Highlights of some of our favorite tax-related blogs from the past week.

Notice anything?

  • H&R Block blog: What to tell your client about that IRS notice he or she just got before he or she jumps.
  • Taxable Talk: When a client with a job gets a notice of federal self-employment tax due. The kernel of wisdom: “Two-thirds of IRS notices are wrong in whole or in part. Yet the IRS keeps sending them out for a simple reason: People pay them blindly.”
  • Taxing Subjects: On the upside, “IRS Says Security Summit Yields Positive Results.” They’ll be sending out notices on the get-together soon.
  • TaxMama: Potential pitfalls and tax tangles from poorly assembled S corps or LLCs. This week’s second kernel of wisdom: “These days, the IRS is not wasting time on unprofitable audits … And when it comes to profitable S corporations, the IRS knows that the probability of generating additional taxes is 100 percent.”

In with the new

  • Taxjar: Seems we're just used to those little gold squares on the end of our plastic, and how now at CVS you have to slide the end of your card into the little slot at the bottom of the thing with the impossible angle to get right. Anyway, “New Payment Technologies: What’s Coming Next After Chip Cards?”
  • Summing It Up: A key note that under the Surface Transportation and Veterans Health Care Choice Improvement Act of 2015, FBAR filings due in 2017 (for the 2016 FBAR) will be due April 15.
  • The Income Tax School: How scammers and ID thieves have captured the Tax Version of John Dillinger Award from the IRS, supplanting even tax evaders. That takes some crooked doing.

On the jobs

  • Procedurally Taxing: Last installment of Lavar Taylor’s three-part post on SECC v Commissioner, now a foundational case in understanding the Tax Court’s jurisdiction to hear employment tax disputes.
  • TurboTax: What to remind them about if they’re starting their own business. First of all, that’s “business” and not “hobby.” Second, “Choose your business entity carefully.”
  • BNA blogs: The apparent lure of stock-based compensation.

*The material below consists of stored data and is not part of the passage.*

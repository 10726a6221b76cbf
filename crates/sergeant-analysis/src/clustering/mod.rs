//! Duplicate clustering over a pairwise similarity oracle.

pub mod cluster;
pub mod types;

pub use cluster::{cluster_id, cluster_tests};
pub use types::{ClusterConfig, ClusterType, DuplicateCluster};
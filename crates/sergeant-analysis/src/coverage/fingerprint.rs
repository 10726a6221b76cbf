//! Coverage fingerprints: a content hash, a numeric shape vector, and a
//! readable pattern derived from one [`CoverageRecord`].

use std::path::PathBuf;

use serde::{Deserialize, Serialize};
use sergeant_core::types::collections::FxHashMap;
use xxhash_rust::xxh3::xxh3_128;

use super::types::CoverageRecord;
use crate::keys::feature_key;
use crate::similarity::jaccard::token_set;

pub const DEFAULT_FINGERPRINT_THRESHOLD: f64 = 0.8;

/// Coverage shape of a single test.
#[derive(Debug, Clone, PartialEq, Serialize, Deserialize)]
pub struct CoverageFingerprint {
    pub test_name: String,
    pub file_path: PathBuf,
    /// Hash of the metrics and sorted covered lines.
    pub signature_hash: String,
    /// `[percentage, line ratio, branch ratio, density, spread]`, each in [0, 1].
    pub signature_vector: Vec<f64>,
    /// `coverage:P%|lines:c/t|branches:c/t[|signature:s]`
    pub coverage_pattern: String,
    pub similarity_threshold: f64,
}

impl CoverageFingerprint {
    pub fn from_record(record: &CoverageRecord) -> Self {
        Self {
            test_name: record.test_name().to_string(),
            file_path: record.file_path().to_path_buf(),
            signature_hash: signature_hash(record),
            signature_vector: signature_vector(record),
            coverage_pattern: coverage_pattern(record),
            similarity_threshold: DEFAULT_FINGERPRINT_THRESHOLD,
        }
    }

    /// 1.0 for identical hashes, else cosine of the vectors, else Jaccard
    /// over pattern components.
    pub fn similarity(&self, other: &CoverageFingerprint) -> f64 {
        if !self.signature_hash.is_empty() && self.signature_hash == other.signature_hash {
            return 1.0;
        }
        if !self.signature_vector.is_empty() && !other.signature_vector.is_empty() {
            return cosine_similarity(&self.signature_vector, &other.signature_vector);
        }
        pattern_similarity(&self.coverage_pattern, &other.coverage_pattern)
    }
}

fn signature_hash(record: &CoverageRecord) -> String {
    let mut input = format!(
        "{}:{}:{}:{}:{}",
        record.lines_covered(),
        record.lines_total(),
        record.branches_covered(),
        record.branches_total(),
        record.coverage_percentage()
    );
    if !record.covered_lines().is_empty() {
        input.push(':');
        input.push_str(&join_lines(record));
    }
    format!("{:032x}", xxh3_128(input.as_bytes()))
}

fn join_lines(record: &CoverageRecord) -> String {
    record
        .covered_lines()
        .iter()
        .map(u32::to_string)
        .collect::<Vec<_>>()
        .join(",")
}

fn signature_vector(record: &CoverageRecord) -> Vec<f64> {
    let total = record.lines_total().max(1) as f64;
    let lines: Vec<u32> = record.covered_lines().iter().copied().collect();

    let density = match lines.len() {
        0 => 0.0,
        1 => 1.0,
        n => {
            let gaps: u64 = lines.windows(2).map(|w| u64::from(w[1] - w[0])).sum();
            let avg_gap = gaps as f64 / (n - 1) as f64;
            1.0 / (1.0 + avg_gap)
        }
    };
    let spread = match (lines.first(), lines.last()) {
        (Some(min), Some(max)) => f64::from(max - min) / total,
        _ => 0.0,
    };

    vec![
        record.coverage_percentage() / 100.0,
        record.lines_covered() as f64 / total,
        record.branches_covered() as f64 / record.branches_total().max(1) as f64,
        density,
        spread,
    ]
}

fn coverage_pattern(record: &CoverageRecord) -> String {
    let mut parts = vec![
        format!("coverage:{:.1}%", record.coverage_percentage()),
        format!("lines:{}/{}", record.lines_covered(), record.lines_total()),
        format!(
            "branches:{}/{}",
            record.branches_covered(),
            record.branches_total()
        ),
    ];
    if let Some(sig) = record.coverage_signature().filter(|s| !s.is_empty()) {
        parts.push(format!("signature:{sig}"));
    }
    parts.join("|")
}

/// Cosine over the common prefix of both vectors, clamped to [0, 1].
pub fn cosine_similarity(a: &[f64], b: &[f64]) -> f64 {
    let n = a.len().min(b.len());
    if n == 0 {
        return 0.0;
    }
    let dot: f64 = a[..n].iter().zip(&b[..n]).map(|(x, y)| x * y).sum();
    let mag_a = a[..n].iter().map(|x| x * x).sum::<f64>().sqrt();
    let mag_b = b[..n].iter().map(|x| x * x).sum::<f64>().sqrt();
    if mag_a == 0.0 || mag_b == 0.0 {
        return 0.0;
    }
    (dot / (mag_a * mag_b)).clamp(0.0, 1.0)
}

fn pattern_similarity(a: &str, b: &str) -> f64 {
    if a.is_empty() || b.is_empty() {
        return 0.0;
    }
    let (sa, sb) = (token_set(a), token_set(b));
    let union = sa.union(&sb).count();
    if union == 0 {
        return 0.0;
    }
    sa.intersection(&sb).count() as f64 / union as f64
}

/// Stores fingerprints by `"<file>:<test>"` and answers nearest-neighbour
/// queries over them.
#[derive(Debug, Default)]
pub struct FingerprintIndex {
    fingerprints: FxHashMap<String, CoverageFingerprint>,
    order: Vec<String>,
}

impl FingerprintIndex {
    pub fn new() -> Self {
        Self::default()
    }

    /// Fingerprint `record` and store it, replacing any previous entry.
    pub fn generate(&mut self, record: &CoverageRecord) -> CoverageFingerprint {
        let fingerprint = CoverageFingerprint::from_record(record);
        let key = feature_key(
            &record.file_path().display().to_string(),
            record.test_name(),
        );
        if self.fingerprints.insert(key.clone(), fingerprint.clone()).is_none() {
            self.order.push(key);
        }
        tracing::debug!(
            test_name = record.test_name(),
            hash = %fingerprint.signature_hash,
            "coverage fingerprint generated"
        );
        fingerprint
    }

    pub fn get(&self, key: &str) -> Option<&CoverageFingerprint> {
        self.fingerprints.get(key)
    }

    pub fn len(&self) -> usize {
        self.order.len()
    }

    pub fn is_empty(&self) -> bool {
        self.order.is_empty()
    }

    /// Stored fingerprints scoring at least `threshold` against `target`,
    /// best first. Fingerprints of the same test are skipped.
    pub fn find_similar(
        &self,
        target: &CoverageFingerprint,
        threshold: f64,
    ) -> Vec<(&CoverageFingerprint, f64)> {
        let mut similar: Vec<(&CoverageFingerprint, f64)> = self
            .order
            .iter()
            .filter_map(|key| self.fingerprints.get(key))
            .filter(|fp| fp.test_name != target.test_name)
            .map(|fp| (fp, target.similarity(fp)))
            .filter(|(_, score)| *score >= threshold)
            .collect();
        similar.sort_by(|a, b| b.1.total_cmp(&a.1));
        similar
    }
}

#[cfg(test)]
mod tests {
    use std::collections::BTreeSet;

    use super::*;
    use crate::coverage::types::BranchCounts;

    fn record(name: &str, covered: &[u32], missing: &[u32]) -> CoverageRecord {
        CoverageRecord::from_lines(
            name,
            "tests/test_fp.py",
            1,
            covered.iter().copied().collect::<BTreeSet<_>>(),
            missing.iter().copied().collect::<BTreeSet<_>>(),
            BranchCounts { covered: 2, total: 4 },
            Some("app.py:3".into()),
        )
    }

    #[test]
    fn vector_components() {
        let fp = CoverageFingerprint::from_record(&record("test_a", &[2, 4, 6], &[1, 3]));
        let v = &fp.signature_vector;
        assert!((v[0] - 0.6).abs() < 1e-9);
        assert!((v[1] - 0.6).abs() < 1e-9);
        assert!((v[2] - 0.5).abs() < 1e-9);
        // average gap 2
        assert!((v[3] - 1.0 / 3.0).abs() < 1e-9);
        // spread 4 over 5 lines
        assert!((v[4] - 0.8).abs() < 1e-9);
        assert_eq!(
            fp.coverage_pattern,
            "coverage:60.0%|lines:3/5|branches:2/4|signature:app.py:3"
        );
        assert_eq!(fp.signature_hash.len(), 32);
    }

    #[test]
    fn single_and_empty_lines_density() {
        let one = CoverageFingerprint::from_record(&record("t", &[7], &[]));
        assert_eq!(one.signature_vector[3], 1.0);
        let none = CoverageFingerprint::from_record(&record("t", &[], &[]));
        assert_eq!(none.signature_vector[3], 0.0);
        assert_eq!(none.signature_vector[4], 0.0);
    }

    #[test]
    fn identical_coverage_is_fully_similar() {
        let a = CoverageFingerprint::from_record(&record("test_a", &[1, 2], &[3]));
        let b = CoverageFingerprint::from_record(&record("test_b", &[1, 2], &[3]));
        assert_eq!(a.signature_hash, b.signature_hash);
        assert_eq!(a.similarity(&b), 1.0);
    }

    #[test]
    fn cosine_is_clamped_and_handles_zero_vectors() {
        assert_eq!(cosine_similarity(&[0.0, 0.0], &[1.0, 1.0]), 0.0);
        assert!((cosine_similarity(&[1.0, 0.0], &[1.0, 0.0]) - 1.0).abs() < 1e-12);
        assert_eq!(cosine_similarity(&[], &[1.0]), 0.0);
    }

    #[test]
    fn pattern_fallback_when_vectors_missing() {
        let mut a = CoverageFingerprint::from_record(&record("test_a", &[1], &[2]));
        let mut b = CoverageFingerprint::from_record(&record("test_b", &[2], &[1]));
        a.signature_vector.clear();
        b.signature_vector.clear();
        a.signature_hash = "x".into();
        b.signature_hash = "y".into();
        // coverage, lines, branches, signature parts all equal
        assert_eq!(a.similarity(&b), 1.0);
        b.coverage_pattern.clear();
        assert_eq!(a.similarity(&b), 0.0);
    }

    #[test]
    fn find_similar_skips_self_and_sorts_descending() {
        let mut index = FingerprintIndex::new();
        let target = index.generate(&record("test_a", &[1, 2, 3], &[4]));
        index.generate(&record("test_b", &[1, 2, 3], &[4]));
        index.generate(&record("test_c", &[1, 9], &[2, 3, 4, 5, 6, 7, 8]));
        let found = index.find_similar(&target, 0.0);
        assert_eq!(found.len(), 2);
        assert_eq!(found[0].0.test_name, "test_b");
        assert!(found[0].1 >= found[1].1);
        assert!(index.find_similar(&target, 1.0).iter().all(|(fp, _)| fp.test_name == "test_b"));
    }
}
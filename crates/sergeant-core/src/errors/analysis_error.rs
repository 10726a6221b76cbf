//! Static analysis errors for per-test feature extraction.

use super::error_code::{self, SergeantErrorCode};
use super::ParseError;

/// Errors raised while deriving static features or diagnostics from a test.
#[derive(Debug, thiserror::Error)]
pub enum AnalysisError {
    #[error(transparent)]
    Parse(#[from] ParseError),

    #[error("Test function {test_name} not found in {file}")]
    TestNotFound { file: String, test_name: String },

    #[error("Malformed node in {test_name}: {message}")]
    MalformedNode { test_name: String, message: String },

    #[error("Invalid coverage record: {message}")]
    InvalidRecord { message: String },
}

impl SergeantErrorCode for AnalysisError {
    fn error_code(&self) -> &'static str {
        match self {
            Self::Parse(e) => e.error_code(),
            _ => error_code::ANALYSIS_ERROR,
        }
    }
}
use std::collections::BTreeSet;

use proptest::prelude::*;
use sergeant_analysis::coverage::{BranchCounts, CoverageRecord};
use sergeant_analysis::features::TestFeatureSignature;
use sergeant_analysis::keys::{feature_key, similarity_key};
use sergeant_analysis::similarity::jaccard::jaccard;
use sergeant_analysis::similarity::{PairwiseSimilarity, SimilarityConfig, SimilarityEngine};

fn record(name: &str, file: &str, covered: BTreeSet<u32>) -> CoverageRecord {
    CoverageRecord::from_lines(
        name,
        file,
        1,
        covered,
        BTreeSet::new(),
        BranchCounts::default(),
        None,
    )
}

fn engine_with(
    a: BTreeSet<u32>,
    b: BTreeSet<u32>,
    mocks: (usize, usize),
    exceptions: (&str, &str),
) -> (SimilarityEngine, String, String) {
    let mut engine = SimilarityEngine::new(SimilarityConfig::default());
    let ka = similarity_key("tests/test_a.py", "test_a");
    let kb = similarity_key("tests/test_b.py", "test_b");
    engine.insert_coverage(ka.clone(), record("test_a", "tests/test_a.py", a));
    engine.insert_coverage(kb.clone(), record("test_b", "tests/test_b.py", b));
    let features = engine.features_mut();
    features.insert(
        feature_key("tests/test_a.py", "test_a"),
        TestFeatureSignature {
            mock_assertion_count: mocks.0,
            exception_pattern: exceptions.0.to_string(),
            structural_signature: "func:test_a|params:0".to_string(),
        },
    );
    features.insert(
        feature_key("tests/test_b.py", "test_b"),
        TestFeatureSignature {
            mock_assertion_count: mocks.1,
            exception_pattern: exceptions.1.to_string(),
            structural_signature: "func:test_b|params:0".to_string(),
        },
    );
    (engine, ka, kb)
}

fn lines() -> impl Strategy<Value = BTreeSet<u32>> {
    prop::collection::btree_set(1u32..200, 0..40)
}

fn pattern() -> impl Strategy<Value = String> {
    prop::collection::btree_set(prop::sample::select(vec!["raise_A", "raise_B", "except_C", "pytest_raises"]), 0..4)
        .prop_map(|set| set.into_iter().collect::<Vec<_>>().join("|"))
}

proptest! {
    #[test]
    fn jaccard_is_bounded_and_symmetric(a in lines(), b in lines()) {
        let ab = jaccard(&a, &b);
        prop_assert!((0.0..=1.0).contains(&ab));
        prop_assert_eq!(ab, jaccard(&b, &a));
    }

    #[test]
    fn jaccard_of_a_set_with_itself_is_one(a in lines()) {
        prop_assert_eq!(jaccard(&a, &a), 1.0);
    }

    #[test]
    fn overall_similarity_is_symmetric_with_one_cache_entry(
        a in lines(),
        b in lines(),
        ma in 0usize..5,
        mb in 0usize..5,
        ea in pattern(),
        eb in pattern(),
    ) {
        let (mut engine, ka, kb) = engine_with(a, b, (ma, mb), (ea.as_str(), eb.as_str()));
        let forward = engine.similarity(&ka, &kb);
        let backward = engine.similarity(&kb, &ka);
        prop_assert_eq!(forward, backward);
        prop_assert_eq!(engine.cache_len(), 1);
        prop_assert!((0.0..=1.0 + 1e-9).contains(&forward));
    }

    #[test]
    fn disjoint_coverage_scores_zero_coverage(n in 1u32..50) {
        let a: BTreeSet<u32> = (1..=n).collect();
        let b: BTreeSet<u32> = (n + 1..=2 * n).collect();
        let (mut engine, ka, kb) = engine_with(a, b, (0, 0), ("", ""));
        prop_assert_eq!(engine.compare(&ka, &kb).coverage, 0.0);
    }
}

The ‘fun’ in ‘public funding’

  • Mauled Again: Sometimes there’s simply no way around a pothole except using taxes to pay the road crew and buy the mound of asphalt. Simply no way.
  • Tax Vox: Now Our Optic Receptors Have Processed All Available Information Dept.” “Exxon, Yes Exxon, Backs a Carbon Tax” looks at a recent WSJ story on how the oil goliath stands to forever alter the politics of carbon taxes.
  • Tax Policy: Blogger Alan Cole examines how one of the most important provisions in the new House GOP tax plan is the disallowance of the business deduction for net interest expense.” True, not everyday stuff for most taxpayers, but “important for the way businesses are run and financed.”

Gone Fourth

  • Don’t Mess With Taxes: When in the course of human events, it becomes necessary for one people to grill on a national summer holiday celebrating independence, said people will often turn to hot dogs, hamburgers and stuff from the food store. What states tax groceries or take-out meals?
  • Musings of a Burbank CPA: A look at U.S. presidents who were either born or died on the 4th of July: Coolidge, Monroe, John Adams and Jefferson. He wasn’t an American, a president or real, but Horatio Hornblower was also born on the 7/4.
  • The Wandering Tax Pro: Trump, the truth and our duty.

New to us

  • Dinesen Tax Times: “As a Licensed Public Accountant with my nose constantly in tax law and tax publications, I admit to being a bit of a tax nerd…” Welcome to LPA and EA Jason T. Dinesen, who addresses whether an S Corp must pay salary if the owner takes no money out of the business.